Re: Don't you find cousin marriages awkward?

I don't think of my cousins as brothers to be honest (we haven't grown up so close due to all the bickering and arguing amongst our parents), but I would rather NOT marry one anyhow. It would be too complicated. Some aunties and uncles tend to think it's their God-given right to dictate your life, once you marry into the khandaan. I'd rather not have that drama (not that I'm saying there wouldn't be any if you marry outside your family, hell no, thats not the case) but I just wouldn't want to go into any cousin/aunty/uncle 24/7 drama.

And if you marry outside the family, suppose there would be any problem in marriage - Allah forbid - then your family wouldn't be one sided, but help you and try to look at the situation more honestly instead of only blaming the female.

Me neither. Also, I'd find it kinda suffocating the thought of being that close-knit esp when there's a whole world of people out there, little fish big pond and all that...

I've noticed that people who insist that their kids can only marry their cousins tend to be frighteningly rigid in other things as well. It's scary.

u cannot stop ppl's tongues n they do hav big tongues

Yes, they do!

but with time do tell ur kids wat happened as it is.or else relatives will poison their minds with untrue stories.

they've already been telling them untrue or only half stories of what had happened for a long time now, I tried not to tell my children all the problems yet, because I wanted them to know when they would be a little older, it's just sad for children when their family is like that, but now I had to tell them so they know everything what happened, also they witnessed several arguments between family members, even arguments involving me, and that is sad for children, but they should know the truth

i think u should ask ur family to find a nice guy for u.do istikhara before making any decision though.Allah's help is the best help..ur family or friend can introduce u to a good match n then u can hav some meeting with him.but one thing is clear ppl do change after marriage.they show u one face b4 n u see a quite diff one afterwards.
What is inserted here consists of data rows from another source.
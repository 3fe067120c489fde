use heatmap_catalog::{
    load_records, CatalogIndex, ChartConfig, ChartKind, ChartSynthesizer, NormalizedKey,
    RandomSeries, NOT_AVAILABLE,
};
use pretty_assertions::assert_eq;
use std::io::Write;

const CATALOG: &str = r#"[
    {"תחום": "Health", "מאפיין": "Usage", "התנהגות / עמדות / ידע": "Knowledge",
     "סוג גרף": "pie", "פריט/היגד מקורי": "How often? [A, B, C]"},
    {"תחום": "Finance", "מאפיין": "Budget", "התנהגות / עמדות / ידע": "Behavior",
     "סוג גרף": "scatter", "אפשרויות תשובה": "[low, high]"},
    {"תחום": "Finance", "מאפיין": "Budget", "התנהגות / עמדות / ידע": "Attitude",
     "סוג גרף": "histogram"},
    {"תחום": "Finance", "התנהגות / עמדות / ידע": "General", "סוג גרף": "line"},
    {"מאפיין": "Orphan"},
    "not a record"
]"#;

fn load() -> Vec<heatmap_catalog::MeasurementRecord> {
    let mut file = tempfile::NamedTempFile::new().unwrap();
    file.write_all(CATALOG.as_bytes()).unwrap();
    load_records(file.path()).unwrap()
}

#[test]
fn loads_hebrew_schema_and_applies_defaults() {
    let records = load();
    assert_eq!(records.len(), 5);
    assert_eq!(records[3].dimension, "General");
    assert_eq!(records[4].domain, NOT_AVAILABLE);
    assert_eq!(records[4].dimension, "Orphan");
}

#[test]
fn every_entry_has_matching_chart_lengths() {
    let records = load();
    let index = CatalogIndex::build(
        &records,
        &ChartSynthesizer::default(),
        &mut RandomSeries::new(&ChartConfig::seeded(11)),
    );
    assert_eq!(index.len(), 5);

    for (_, _, entry) in index.iter() {
        assert_eq!(entry.chart.categories().len(), entry.chart.series().len());
        assert!(!entry.chart.is_empty());
    }

    let key = |raw: &str| NormalizedKey::new(raw);
    let scatter = index.get(&key("finance"), &key("budget behavior")).unwrap();
    assert_eq!(scatter.chart.len(), 20);
    assert_eq!(&scatter.chart.categories()[..3], &["low", "high", "low"]);

    let fallback = index.get(&key("finance"), &key("budget attitude")).unwrap();
    assert_eq!(fallback.chart.kind(), ChartKind::Bar);
    assert_eq!(fallback.chart.len(), 4);

    let line = index.get(&key("finance"), &key("general")).unwrap();
    assert_eq!(line.chart.categories(), &["1", "2", "3", "4", "5"]);
}

#[test]
fn seeded_series_are_reproducible() {
    let records = load();
    let build = || {
        CatalogIndex::build(
            &records,
            &ChartSynthesizer::default(),
            &mut RandomSeries::new(&ChartConfig::seeded(42)),
        )
    };
    let (a, b) = (build(), build());
    let key = |raw: &str| NormalizedKey::new(raw);
    assert_eq!(
        a.get(&key("health"), &key("usage knowledge")),
        b.get(&key("health"), &key("usage knowledge"))
    );
}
I won't ever marry a choice of my family again, even if that won't be a cousin, their choice destroyed me, now it has to be either someone I choose, or else no one and yes, people do often change in a negative way after marriage, even break promises, that's one of the frightening things of marriage, that also scares me, I don't want more problems and besides, if I would marry again and maybe that choice would be still be awful, then my children would get hurt too, because now they are older and understand more, I don't want them to be sad, they should have a normal happy childhood

don't ever think ur marrying to ur cousin was incest.when Allah allows something u shouldn't restrict it.n in our country mostly everyone is ur brother ...cousins r bhai, mom's/dads friends sons r bhai.shopkeepers,bus drivers even passer bys r all bhai.n after marriage ur husbands relatives n friends r bhai again.so forget abt it.its more of a respect thing i guess.
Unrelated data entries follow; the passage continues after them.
use crate::config::ChartConfig;
use crate::error::CatalogError;
use crate::record::ChartKind;
use rand::rngs::StdRng;
use rand::{Rng, SeedableRng};
use serde::Serialize;

/// Category/series pair used to draw one metric's detail chart.
///
/// Built only by [`ChartSynthesizer`], which guarantees
/// `categories().len() == series().len()`.
#[derive(Debug, Clone, PartialEq, Serialize)]
pub struct ChartSpec {
    kind: ChartKind,
    categories: Vec<String>,
    series: Vec<f64>,
}

impl ChartSpec {
    /// Chart kind actually rendered (`Unknown` is resolved to `Bar`)
    #[must_use]
    pub const fn kind(&self) -> ChartKind {
        self.kind
    }

    #[must_use]
    pub fn categories(&self) -> &[String] {
        &self.categories
    }

    #[must_use]
    pub fn series(&self) -> &[f64] {
        &self.series
    }

    #[must_use]
    pub fn len(&self) -> usize {
        self.categories.len()
    }

    #[must_use]
    pub fn is_empty(&self) -> bool {
        self.categories.is_empty()
    }
}

/// Provider of chart values. Injected so that tests and real data feeds can replace the
/// mock generator.
pub trait SeriesSource {
    /// Dependent-axis values; implementations should return exactly `len` of them.
    fn dependent(&mut self, kind: ChartKind, len: usize) -> Vec<f64>;

    /// Generated independent-axis values for charts without explicit categories.
    fn independent(&mut self, kind: ChartKind, len: usize) -> Vec<f64>;
}

/// Mock generator producing uniformly distributed integers in the configured ranges.
pub struct RandomSeries {
    rng: StdRng,
    value_range: (f64, f64),
    scatter_x_range: (f64, f64),
    scatter_y_range: (f64, f64),
}

impl RandomSeries {
    pub fn new(config: &ChartConfig) -> Self {
        let rng = match config.seed {
            Some(seed) => StdRng::seed_from_u64(seed),
            None => StdRng::from_entropy(),
        };
        Self {
            rng,
            value_range: config.value_range,
            scatter_x_range: config.scatter_x_range,
            scatter_y_range: config.scatter_y_range,
        }
    }

    fn draw(&mut self, (lo, hi): (f64, f64), len: usize) -> Vec<f64> {
        let lo = lo.ceil() as i64;
        let hi = (hi.floor() as i64).max(lo);
        (0..len).map(|_| self.rng.gen_range(lo..=hi) as f64).collect()
    }
}

impl SeriesSource for RandomSeries {
    fn dependent(&mut self, kind: ChartKind, len: usize) -> Vec<f64> {
        let range = match kind {
            ChartKind::Scatter => self.scatter_y_range,
            _ => self.value_range,
        };
        self.draw(range, len)
    }

    fn independent(&mut self, _kind: ChartKind, len: usize) -> Vec<f64> {
        self.draw(self.scatter_x_range, len)
    }
}

/// Deterministic arithmetic sequence `start, start + step, ...`, restarted per call.
#[derive(Debug, Clone, Copy, PartialEq)]
pub struct StepSeries {
    pub start: f64,
    pub step: f64,
}

impl StepSeries {
    pub const fn new(start: f64, step: f64) -> Self {
        Self { start, step }
    }

    fn sequence(&self, len: usize) -> Vec<f64> {
        (0..len).map(|i| self.start + self.step * i as f64).collect()
    }
}

impl SeriesSource for StepSeries {
    fn dependent(&mut self, _kind: ChartKind, len: usize) -> Vec<f64> {
        self.sequence(len)
    }

    fn independent(&mut self, _kind: ChartKind, len: usize) -> Vec<f64> {
        (1..=len).map(|i| i as f64).collect()
    }
}

/// Builds [`ChartSpec`]s from a chart kind and optional extracted categories.
#[derive(Debug, Clone, Default)]
pub struct ChartSynthesizer {
    config: ChartConfig,
}

impl ChartSynthesizer {
    pub fn new(config: ChartConfig) -> Self {
        Self { config }
    }

    /// Create a synthesizer after validating the configuration
    pub fn try_new(config: ChartConfig) -> crate::Result<Self> {
        config.validate().map_err(CatalogError::invalid_config)?;
        Ok(Self { config })
    }

    pub fn config(&self) -> &ChartConfig {
        &self.config
    }

    /// Synthesize a chart. Empty `extracted` values count as absent.
    pub fn synthesize(
        &self,
        kind: ChartKind,
        extracted: Option<&[String]>,
        source: &mut dyn SeriesSource,
    ) -> ChartSpec {
        let extracted = extracted.filter(|values| !values.is_empty());

        let (kind, categories) = match kind {
            ChartKind::Bar | ChartKind::Pie | ChartKind::Unknown => {
                let kind = if kind == ChartKind::Pie {
                    ChartKind::Pie
                } else {
                    ChartKind::Bar
                };
                let categories = extracted
                    .map(<[String]>::to_vec)
                    .unwrap_or_else(|| self.config.default_categories.clone());
                (kind, categories)
            }
            ChartKind::Scatter => {
                let points = self.config.scatter_points;
                let categories = match extracted {
                    Some(values) => values.iter().cycle().take(points).cloned().collect(),
                    None => format_numbers(&fit(
                        source.independent(kind, points),
                        points,
                        "scatter x",
                    )),
                };
                (kind, categories)
            }
            ChartKind::Line => {
                let categories = match extracted {
                    Some(values) => values.to_vec(),
                    None => (1..=self.config.line_points).map(|i| i.to_string()).collect(),
                };
                (kind, categories)
            }
        };

        let series = fit(source.dependent(kind, categories.len()), categories.len(), "series");
        ChartSpec {
            kind,
            categories,
            series,
        }
    }
}

fn fit(mut values: Vec<f64>, len: usize, what: &str) -> Vec<f64> {
    if values.len() != len {
        log::warn!(
            "series source returned {} {what} values, expected {len}",
            values.len()
        );
        values.resize(len, 0.0);
    }
    values
}

fn format_numbers(values: &[f64]) -> Vec<String> {
    values.iter().map(|v| v.to_string()).collect()
}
in some cases it is a respect thing, but the difference between seeing a cousin as a brother and seeing someone else as a brother is the blood rishta you have with your cousin, because the cousin really is some sort of bhai, since one of his parents is the brother or sister of one of your own parents, so it's more difficult to accept him as a husband

I've heard some positive stories regarding cousin marriages and read some here as well, so I guess it's different for everyone

Re: Don't you find cousin marriages awkward?

I married my phupos son.

Re: Don't you find cousin marriages awkward?
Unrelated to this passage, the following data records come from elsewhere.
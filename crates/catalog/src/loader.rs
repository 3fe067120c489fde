use crate::error::{CatalogError, Result};
use crate::record::{MeasurementRecord, RawRecord};
use serde_json::Value;
use std::path::Path;

/// Parse a catalog JSON array into normalized records, preserving order.
///
/// Array items that are not objects are skipped with a warning.
pub fn records_from_str(json: &str) -> Result<Vec<MeasurementRecord>> {
    let value: Value = serde_json::from_str(json)?;
    records_from_value(&value)
}

pub fn records_from_value(value: &Value) -> Result<Vec<MeasurementRecord>> {
    let items = value
        .as_array()
        .ok_or_else(|| CatalogError::invalid_catalog("expected a JSON array of records"))?;

    let mut records = Vec::with_capacity(items.len());
    for (position, item) in items.iter().enumerate() {
        match item {
            Value::Object(map) => records.push(MeasurementRecord::from_raw(map)),
            other => log::warn!("skipping catalog item #{position}: expected object, got {other}"),
        }
    }
    Ok(records)
}

pub fn records_from_raw<'a>(raw: impl IntoIterator<Item = &'a RawRecord>) -> Vec<MeasurementRecord> {
    raw.into_iter().map(MeasurementRecord::from_raw).collect()
}

/// Read and parse a catalog file.
pub fn load_records(path: impl AsRef<Path>) -> Result<Vec<MeasurementRecord>> {
    let content = std::fs::read_to_string(path.as_ref())?;
    log::debug!("read catalog {} ({} bytes)", path.as_ref().display(), content.len());
    records_from_str(&content)
}

#[cfg(test)]
mod tests {
    use super::*;
    use crate::record::fields;
    use std::io::Write;

    #[test]
    fn parses_array_and_skips_non_objects() {
        let json = format!(
            r#"[{{"{}": "בריאות", "{}": "ידע"}}, 3, {{"{}": "צרכנות"}}]"#,
            fields::DOMAIN,
            fields::BEHAVIOR_ATTITUDE_KNOWLEDGE,
            fields::DOMAIN
        );
        let records = records_from_str(&json).unwrap();
        assert_eq!(records.len(), 2);
        assert_eq!(records[0].dimension, "ידע");
        assert_eq!(records[1].domain, "צרכנות");
    }

    #[test]
    fn normalizes_in_memory_maps() {
        let mut raw = RawRecord::new();
        raw.insert(fields::DOMAIN.to_string(), Value::from("  Health "));
        raw.insert(fields::CHARACTERISTIC.to_string(), Value::from("Usage"));
        let records = records_from_raw([&raw]);
        assert_eq!(records[0].domain, "Health");
        assert_eq!(records[0].dimension, "Usage");
    }

    #[test]
    fn rejects_non_array() {
        let err = records_from_str(r#"{"a": 1}"#).unwrap_err();
        assert!(matches!(err, CatalogError::InvalidCatalog(_)));

        let err = records_from_str("not json").unwrap_err();
        assert!(matches!(err, CatalogError::JsonError(_)));
    }

    #[test]
    fn loads_from_file() {
        let mut file = tempfile::NamedTempFile::new().unwrap();
        write!(file, r#"[{{"{}": "x"}}]"#, fields::DOMAIN).unwrap();
        let records = load_records(file.path()).unwrap();
        assert_eq!(records.len(), 1);

        let missing = load_records(file.path().with_extension("missing"));
        assert!(matches!(missing, Err(CatalogError::IoError(_))));
    }
}
use crate::error::{MatrixError, Result};
use heatmap_catalog::{clean_text, NormalizedKey};
use once_cell::sync::Lazy;
use regex::Regex;
use serde::{Deserialize, Serialize};
use std::collections::HashMap;
use unicode_segmentation::UnicodeSegmentation;

const TERM_OPEN: &str = r#"<b class="term">"#;
const BREAK_TAG: &str = "<br>";

static LINE_BREAK: Lazy<Regex> =
    Lazy::new(|| Regex::new(r"(?i)<br\s*/?>").expect("static line-break regex"));
static TERM_ELEMENT: Lazy<Regex> =
    Lazy::new(|| Regex::new(r#"<b class="term">([^<]*)</b>"#).expect("static term regex"));
static ANY_TAG: Lazy<Regex> = Lazy::new(|| Regex::new(r"<[^>]*>").expect("static tag regex"));
static ENTITY: Lazy<Regex> = Lazy::new(|| {
    Regex::new(r"&(#[xX][0-9a-fA-F]+|#[0-9]+|amp|lt|gt|quot|apos);").expect("static entity regex")
});

/// A token rendered as an emphasized localized term.
#[derive(Debug, Clone, PartialEq, Eq, Serialize, Deserialize)]
pub struct TermSubstitution {
    /// Key token to replace (matched as a whole, case-insensitive word)
    pub term: String,
    /// Text shown instead
    pub display: String,
}

/// Configuration for axis label decoration
#[derive(Debug, Clone, PartialEq, Serialize, Deserialize)]
#[serde(default)]
pub struct LabelConfig {
    /// Placed between the bold parent segment and the child segment
    pub separator: String,

    /// Localized emphasized terms
    pub substitutions: Vec<TermSubstitution>,

    /// Insert line breaks once a line reaches this many graphemes (None = never)
    pub wrap_width: Option<usize>,
}

impl Default for LabelConfig {
    fn default() -> Self {
        Self {
            separator: " | ".to_string(),
            substitutions: vec![TermSubstitution {
                term: "AI".to_string(),
                display: "בינה מלאכותית".to_string(),
            }],
            wrap_width: None,
        }
    }
}

impl LabelConfig {
    /// Validate configuration
    pub fn validate(&self) -> std::result::Result<(), String> {
        let token = self.separator.trim();
        if token.is_empty() {
            return Err("separator must contain a visible token".to_string());
        }
        if token
            .chars()
            .any(|ch| ch.is_alphanumeric() || ch.is_whitespace() || "&;#<>\"".contains(ch))
        {
            return Err(format!(
                "separator token '{token}' may only use punctuation other than & ; # < > \""
            ));
        }

        let mut displays = Vec::new();
        for substitution in &self.substitutions {
            let term = NormalizedKey::new(&substitution.term);
            if term.is_empty() || term.as_str().contains(' ') {
                return Err(format!(
                    "substitution term '{}' must be a single word",
                    substitution.term
                ));
            }
            let display = clean_text(&substitution.display);
            if display.is_empty() {
                return Err(format!("substitution for '{}' has no display text", term));
            }
            if displays.contains(&display) {
                return Err(format!("display text '{display}' is used by two terms"));
            }
            displays.push(display);
        }

        if self.wrap_width == Some(0) {
            return Err("wrap_width must be > 0 when set".to_string());
        }

        Ok(())
    }
}

/// Structured axis label. Markup is produced only by [`LabelCodec::render_markup`].
#[derive(Debug, Clone, PartialEq, Eq, Serialize)]
pub struct DecoratedLabel {
    /// Parent segment (bold) or the whole key when it has no internal space
    pub primary: String,
    /// Child segment after the last space
    pub secondary: Option<String>,
    /// Terms of this label shown as emphasized localized text
    pub emphasized: Vec<TermSubstitution>,
}

/// Two-way mapping between canonical keys and decorated axis labels.
///
/// `decode(&encode(k)) == k` and `decode_markup(&render_markup(&encode(k))) == k` for every
/// normalized key `k`, including after [`LabelCodec::wrap_markup`].
#[derive(Debug, Clone)]
pub struct LabelCodec {
    separator: String,
    separator_regex: Regex,
    escaped_chars: Vec<char>,
    substitutions: Vec<TermSubstitution>,
    term_by_display: HashMap<String, String>,
    wrap_width: Option<usize>,
}

impl LabelCodec {
    pub fn new(config: &LabelConfig) -> Result<Self> {
        config.validate().map_err(MatrixError::invalid_config)?;

        let token = config.separator.trim();
        let separator_regex = Regex::new(&format!(r"\s*{}\s*", regex::escape(token)))
            .map_err(|err| MatrixError::invalid_config(err.to_string()))?;

        let substitutions: Vec<TermSubstitution> = config
            .substitutions
            .iter()
            .map(|s| TermSubstitution {
                term: NormalizedKey::new(&s.term).into_string(),
                display: clean_text(&s.display),
            })
            .collect();
        let term_by_display = substitutions
            .iter()
            .map(|s| (s.display.clone(), s.term.clone()))
            .collect();

        Ok(Self {
            separator: config.separator.clone(),
            separator_regex,
            escaped_chars: token.chars().collect(),
            substitutions,
            term_by_display,
            wrap_width: config.wrap_width,
        })
    }

    /// Decorate a canonical key: split at the last space into parent and child.
    pub fn encode(&self, key: &NormalizedKey) -> DecoratedLabel {
        let (primary, secondary) = match key.split_compound() {
            Some((parent, child)) => (parent.to_string(), Some(child.to_string())),
            None => (key.as_str().to_string(), None),
        };

        let emphasized = self
            .substitutions
            .iter()
            .filter(|s| key.as_str().split(' ').any(|token| token == s.term))
            .cloned()
            .collect();

        DecoratedLabel {
            primary,
            secondary,
            emphasized,
        }
    }

    pub fn encode_pair(&self, parent: &str, child: &str) -> DecoratedLabel {
        self.encode(&NormalizedKey::new(&format!("{parent} {child}")))
    }

    pub fn decode(&self, label: &DecoratedLabel) -> NormalizedKey {
        match &label.secondary {
            Some(secondary) => NormalizedKey::new(&format!("{} {secondary}", label.primary)),
            None => NormalizedKey::new(&label.primary),
        }
    }

    /// Markup handed to the rendering layer, e.g. `<b>ניהול מידע</b> | התנהגות`.
    pub fn render_markup(&self, label: &DecoratedLabel) -> String {
        let primary = self.render_segment(&label.primary, &label.emphasized);
        match &label.secondary {
            Some(secondary) => format!(
                "<b>{primary}</b>{}{}",
                self.separator,
                self.render_segment(secondary, &label.emphasized)
            ),
            None => primary,
        }
    }

    /// Markup with configured wrapping applied.
    pub fn render_display(&self, label: &DecoratedLabel) -> String {
        let markup = self.render_markup(label);
        match self.wrap_width {
            Some(width) => wrap_markup(&markup, width),
            None => markup,
        }
    }

    /// Human-readable text without markup.
    pub fn render_plain(&self, label: &DecoratedLabel) -> String {
        let plain = |segment: &str| {
            segment
                .split(' ')
                .map(|token| {
                    label
                        .emphasized
                        .iter()
                        .find(|s| s.term == token)
                        .map_or(token, |s| s.display.as_str())
                })
                .collect::<Vec<_>>()
                .join(" ")
        };
        match &label.secondary {
            Some(secondary) => format!(
                "{}{}{}",
                plain(&label.primary),
                self.separator,
                plain(secondary)
            ),
            None => plain(&label.primary),
        }
    }

    /// Recover the canonical key from rendered markup, tolerating inserted line breaks.
    pub fn decode_markup(&self, markup: &str) -> NormalizedKey {
        let text = LINE_BREAK.replace_all(markup, " ");
        let text = TERM_ELEMENT.replace_all(&text, |caps: &regex::Captures<'_>| {
            let display = clean_text(&unescape(&caps[1]));
            match self.term_by_display.get(&display) {
                Some(term) => self.escape(term),
                None => caps[1].to_string(),
            }
        });
        let text = ANY_TAG.replace_all(&text, "");
        let text = self.separator_regex.replace_all(&text, " ");
        NormalizedKey::new(&unescape(&text))
    }

    fn render_segment(&self, segment: &str, emphasized: &[TermSubstitution]) -> String {
        segment
            .split(' ')
            .map(|token| match emphasized.iter().find(|s| s.term == token) {
                Some(s) => format!("{TERM_OPEN}{}</b>", self.escape(&s.display)),
                None => self.escape(token),
            })
            .collect::<Vec<_>>()
            .join(" ")
    }

    fn escape(&self, text: &str) -> String {
        let mut out = String::with_capacity(text.len());
        for ch in text.chars() {
            match ch {
                '&' => out.push_str("&amp;"),
                '<' => out.push_str("&lt;"),
                '>' => out.push_str("&gt;"),
                ch if self.escaped_chars.contains(&ch) => {
                    out.push_str(&format!("&#{};", u32::from(ch)));
                }
                ch => out.push(ch),
            }
        }
        out
    }
}

fn unescape(text: &str) -> String {
    ENTITY
        .replace_all(text, |caps: &regex::Captures<'_>| {
            let name = &caps[1];
            let decoded = match name {
                "amp" => Some('&'),
                "lt" => Some('<'),
                "gt" => Some('>'),
                "quot" => Some('"'),
                "apos" => Some('\''),
                _ => {
                    let code = if let Some(hex) = name
                        .strip_prefix("#x")
                        .or_else(|| name.strip_prefix("#X"))
                    {
                        u32::from_str_radix(hex, 16).ok()
                    } else {
                        name[1..].parse::<u32>().ok()
                    };
                    code.and_then(char::from_u32)
                }
            };
            decoded.map_or_else(|| caps[0].to_string(), |ch| ch.to_string())
        })
        .into_owned()
}

/// Replace spaces outside tags with `<br>` once the current line reaches `width` graphemes.
/// An entity counts as one grapheme.
pub fn wrap_markup(markup: &str, width: usize) -> String {
    if width == 0 {
        return markup.to_string();
    }

    let mut out = String::with_capacity(markup.len() + 8);
    let mut in_tag = false;
    let mut in_entity = false;
    let mut line_len = 0usize;

    for grapheme in markup.graphemes(true) {
        if in_tag {
            in_tag = grapheme != ">";
            out.push_str(grapheme);
            continue;
        }
        if in_entity {
            in_entity = grapheme != ";";
            out.push_str(grapheme);
            continue;
        }
        match grapheme {
            "<" => {
                in_tag = true;
                out.push_str(grapheme);
            }
            "&" => {
                in_entity = true;
                line_len += 1;
                out.push_str(grapheme);
            }
            " " if line_len >= width => {
                out.push_str(BREAK_TAG);
                line_len = 0;
            }
            _ => {
                line_len += 1;
                out.push_str(grapheme);
            }
        }
    }
    out
}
I think just because some cousine marriage is working out doesnt mean it is just ok. There are people who are smoking and they have a long and healthy life.. and? Does it mean the smoking is just a good habit?
At least the smoker risk his own health and not other innocent people's what you cannot tell about inbreeding, where people risk innocent infants health.

But I dont want to hurt anybody as I can imagine there are situations when there is no other way. But I dont think this thing is justifyable.